WORK TO COMPLETE: Print out the records in full, keeping each word unchanged.

DATA SUPPLIED:
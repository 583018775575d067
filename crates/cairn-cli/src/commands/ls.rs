use std::future::Future;
use std::path::Path;
use std::pin::Pin;

use time::format_description::well_known::Rfc3339;

use cairn::prelude::*;

use crate::commands::resolve_snapshot;

pub async fn run(repo: &Repository, prefix: &str) -> anyhow::Result<()> {
    let name = resolve_snapshot(repo, prefix).await?;
    let snapshot = Snapshot::load(repo, &name).await?;

    let time = snapshot
        .time
        .format(&Rfc3339)
        .unwrap_or_else(|_| "-".to_string());
    println!("snapshot of {} at {}:", snapshot.paths.join(", "), time);

    let root = snapshot.tree(repo).await?;
    print_tree(repo, &root, Path::new("")).await
}

fn print_tree<'a>(
    repo: &'a Repository,
    tree: &'a Tree,
    prefix: &'a Path,
) -> Pin<Box<dyn Future<Output = anyhow::Result<()>> + Send + 'a>> {
    Box::pin(async move {
        for node in &tree.nodes {
            println!("{}", format_node(prefix, node));

            if let Some(subtree) = node.subtree() {
                let blob = repo
                    .index()
                    .find(subtree)
                    .ok_or_else(|| anyhow::anyhow!("subtree {subtree} not in index"))?;
                let sub = Tree::load(repo, &blob).await?;
                print_tree(repo, &sub, &prefix.join(&node.name)).await?;
            }
        }
        Ok(())
    })
}

fn format_node(prefix: &Path, node: &Node) -> String {
    let path = prefix.join(&node.name);
    let time = node
        .mod_time
        .and_then(|t| t.format(&Rfc3339).ok())
        .unwrap_or_else(|| "-".to_string());

    let line = format!(
        "{} {:5} {:5} {:8} {} {}",
        mode_string(node),
        node.uid,
        node.gid,
        node.size,
        time,
        path.display()
    );
    match &node.kind {
        NodeKind::Symlink { linktarget } => format!("{line} -> {linktarget}"),
        _ => line,
    }
}

/// Unix-style mode line, `drwxr-xr-x` and friends
fn mode_string(node: &Node) -> String {
    let type_char = match &node.kind {
        NodeKind::File { .. } => '-',
        NodeKind::Dir { .. } => 'd',
        NodeKind::Symlink { .. } => 'l',
        NodeKind::Dev { .. } => 'b',
        NodeKind::Chardev { .. } => 'c',
        NodeKind::Fifo => 'p',
        NodeKind::Socket => 's',
    };

    let mut out = String::with_capacity(10);
    out.push(type_char);
    for shift in [6u32, 3, 0] {
        let bits = (node.mode >> shift) & 0o7;
        out.push(if bits & 0o4 != 0 { 'r' } else { '-' });
        out.push(if bits & 0o2 != 0 { 'w' } else { '-' });
        out.push(if bits & 0o1 != 0 { 'x' } else { '-' });
    }
    out
}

EXERCISE ANSWER:
repository 583018775575d067
filename crates/cairn-cli/src/commands/ls.rs
use std::future::Future;
use std::path::Path;
use std::pin::Pin;

use time::format_description::well_known::Rfc3339;

use cairn::prelude::*;

use crate::commands::resolve_snapshot;

pub async fn run(repo: &Repository, prefix: &str) -> anyhow::Result<()> {
    let name = resolve_snapshot(repo, prefix).await?;
    let snapshot = Snapshot::load(repo, &name).await?;

    let time = snapshot
        .time
        .format(&Rfc3339)
        .unwrap_or_else(|_| "-".to_string());
    println!("snapshot of {} at {}:", snapshot.paths.join(", "), time);

    let root = snapshot.tree(repo).await?;
    print_tree(repo, &root, Path::new("")).await
}

fn print_tree<'a>(
    repo: &'a Repository,
    tree: &'a Tree,
    prefix: &'a Path,
) -> Pin<Box<dyn Future<Output = anyhow::Result<()>> + Send + 'a>> {
    Box::pin(async move {
        for node in &tree.nodes {
            println!("{}", format_node(prefix, node));

            if let Some(subtree) = node.subtree() {
                let blob = repo
                    .index()
                    .find(subtree)
                    .ok_or_else(|| anyhow::anyhow!("subtree {subtree} not in index"))?;
                let sub = Tree::load(repo, &blob).await?;
                print_tree(repo, &sub, &prefix.join(&node.name)).await?;
            }
        }
        Ok(())
    })
}

fn format_node(prefix: &Path, node: &Node) -> String {
    let path = prefix.join(&node.name);
    let time = node
        .mod_time
        .and_then(|t| t.format(&Rfc3339).ok())
        .unwrap_or_else(|| "-".to_string());

    let line = format!(
        "{} {:5} {:5} {:8} {} {}",
        mode_string(node),
        node.uid,
        node.gid,
        node.size,
        time,
        path.display()
    );
    match &node.kind {
        NodeKind::Symlink { linktarget } => format!("{line} -> {linktarget}"),
        _ => line,
    }
}

/// Unix-style mode line, `drwxr-xr-x` and friends
fn mode_string(node: &Node) -> String {
    let type_char = match &node.kind {
        NodeKind::File { .. } => '-',
        NodeKind::Dir { .. } => 'd',
        NodeKind::Symlink { .. } => 'l',
        NodeKind::Dev { .. } => 'b',
        NodeKind::Chardev { .. } => 'c',
        NodeKind::Fifo => 'p',
        NodeKind::Socket => 's',
    };

    let mut out = String::with_capacity(10);
    out.push(type_char);
    for shift in [6u32, 3, 0] {
        let bits = (node.mode >> shift) & 0o7;
        out.push(if bits & 0o4 != 0 { 'r' } else { '-' });
        out.push(if bits & 0o2 != 0 { 'w' } else { '-' });
        out.push(if bits & 0o1 != 0 { 'x' } else { '-' });
    }
    out
}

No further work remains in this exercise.